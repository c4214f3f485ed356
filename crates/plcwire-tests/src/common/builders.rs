// SPDX-License-Identifier: PolyForm-Noncommercial-1.0.0
// Copyright (c) 2025 Sylvex. All rights reserved.

//! # Test Builders
//!
//! Fluent builders for simulated devices.
//!
//! Addresses are given in the same text grammar the request builders use,
//! so a test declares its device with the strings it later reads.
//!
//! ```rust,ignore
//! let device = CanOpenDeviceBuilder::new()
//!     .object("SDO:1:0x1000/0x0:UNSIGNED32", Value::UInt32(0x0004_0191))
//!     .silent("SDO:2:0x1001/0x0:UNSIGNED8")
//!     .latency(1, Duration::from_millis(30))
//!     .build();
//! ```

use std::sync::Arc;
use std::time::Duration;

use plcwire_config::{AdsAddressParser, CanOpenAddressParser};
use plcwire_core::{AdsAddress, CanOpenAddress, SdoAddress, Value};

use crate::common::mocks::{MockAdsDevice, MockCanOpenDevice, Variable};

// =============================================================================
// ADS Device Builder
// =============================================================================

/// Builder for [`MockAdsDevice`].
#[derive(Debug, Default)]
pub struct AdsDeviceBuilder {
    variables: Vec<(AdsAddress, Variable)>,
    silent: Vec<AdsAddress>,
}

impl AdsDeviceBuilder {
    /// Create a builder for an empty device.
    pub fn new() -> Self {
        Self::default()
    }

    /// Adds a variable holding `value`.
    pub fn variable(mut self, address: &str, value: impl Into<Value>) -> Self {
        self.variables
            .push((parse_ads(address), Variable::Fixed(value.into())));
        self
    }

    /// Adds a counter that increments every `period`.
    pub fn ramp(mut self, address: &str, period: Duration) -> Self {
        self.variables.push((parse_ads(address), Variable::ramp(period)));
        self
    }

    /// Makes the device ignore every request touching `address`.
    pub fn silent(mut self, address: &str) -> Self {
        self.silent.push(parse_ads(address));
        self
    }

    /// Build the device.
    pub fn build(self) -> Arc<MockAdsDevice> {
        let device = MockAdsDevice::new();
        for (address, variable) in self.variables {
            device.insert(address, variable);
        }
        for address in self.silent {
            device.silence(address.target);
        }
        Arc::new(device)
    }
}

fn parse_ads(address: &str) -> AdsAddress {
    AdsAddressParser::new()
        .parse_ads(address)
        .unwrap_or_else(|e| panic!("invalid ADS test address {}: {}", address, e))
}

// =============================================================================
// CANopen Device Builder
// =============================================================================

/// Builder for [`MockCanOpenDevice`].
#[derive(Debug, Default)]
pub struct CanOpenDeviceBuilder {
    objects: Vec<(SdoAddress, Variable)>,
    silent: Vec<SdoAddress>,
    latency: Vec<(u8, Duration)>,
}

impl CanOpenDeviceBuilder {
    /// Create a builder for an empty bus.
    pub fn new() -> Self {
        Self::default()
    }

    /// Adds an object holding `value`.
    pub fn object(mut self, address: &str, value: impl Into<Value>) -> Self {
        self.objects
            .push((parse_sdo(address), Variable::Fixed(value.into())));
        self
    }

    /// Adds an object counting up every `period`.
    pub fn ramp(mut self, address: &str, period: Duration) -> Self {
        self.objects.push((parse_sdo(address), Variable::ramp(period)));
        self
    }

    /// Makes the node holding `address` ignore requests for it.
    pub fn silent(mut self, address: &str) -> Self {
        self.silent.push(parse_sdo(address));
        self
    }

    /// Delays every reply of `node_id`.
    pub fn latency(mut self, node_id: u8, latency: Duration) -> Self {
        self.latency.push((node_id, latency));
        self
    }

    /// Build the bus.
    pub fn build(self) -> Arc<MockCanOpenDevice> {
        let device = MockCanOpenDevice::new();
        for (sdo, variable) in self.objects {
            device.insert(sdo.node_id, sdo.index, sdo.subindex, sdo.data_type, variable);
        }
        for sdo in self.silent {
            device.silence(sdo.node_id, sdo.index, sdo.subindex);
        }
        for (node_id, latency) in self.latency {
            device.set_latency(node_id, latency);
        }
        Arc::new(device)
    }
}

fn parse_sdo(address: &str) -> SdoAddress {
    match CanOpenAddressParser::new().parse_canopen(address) {
        Ok(CanOpenAddress::Sdo(sdo)) => sdo,
        Ok(other) => panic!("{} is not an SDO address", other),
        Err(e) => panic!("invalid CANopen test address {}: {}", address, e),
    }
}

// =============================================================================
// Tests
// =============================================================================

#[cfg(test)]
mod tests {
    use super::*;
    use plcwire_core::AdsTarget;

    #[test]
    fn test_ads_builder() {
        let device = AdsDeviceBuilder::new()
            .variable("0x4020/0x0:DINT", Value::Int32(7))
            .build();
        let target = AdsTarget::Direct {
            index_group: 0x4020,
            index_offset: 0,
        };
        assert_eq!(device.value(&target), Some(Value::Int32(7)));
    }

    #[test]
    fn test_canopen_builder() {
        let device = CanOpenDeviceBuilder::new()
            .object("SDO:1:0x1000/0x0:UNSIGNED32", Value::UInt32(0x191))
            .build();
        assert_eq!(device.value(1, 0x1000, 0), Some(Value::UInt32(0x191)));
        assert_eq!(device.value(2, 0x1000, 0), None);
    }

    #[test]
    #[should_panic(expected = "is not an SDO address")]
    fn test_canopen_builder_rejects_nmt() {
        let _ = CanOpenDeviceBuilder::new().object("NMT:1", Value::UInt8(5));
    }
}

Exercise description: How many of the listing's lines include "MockCanOpenDevice"? State only that number.

Result below: 4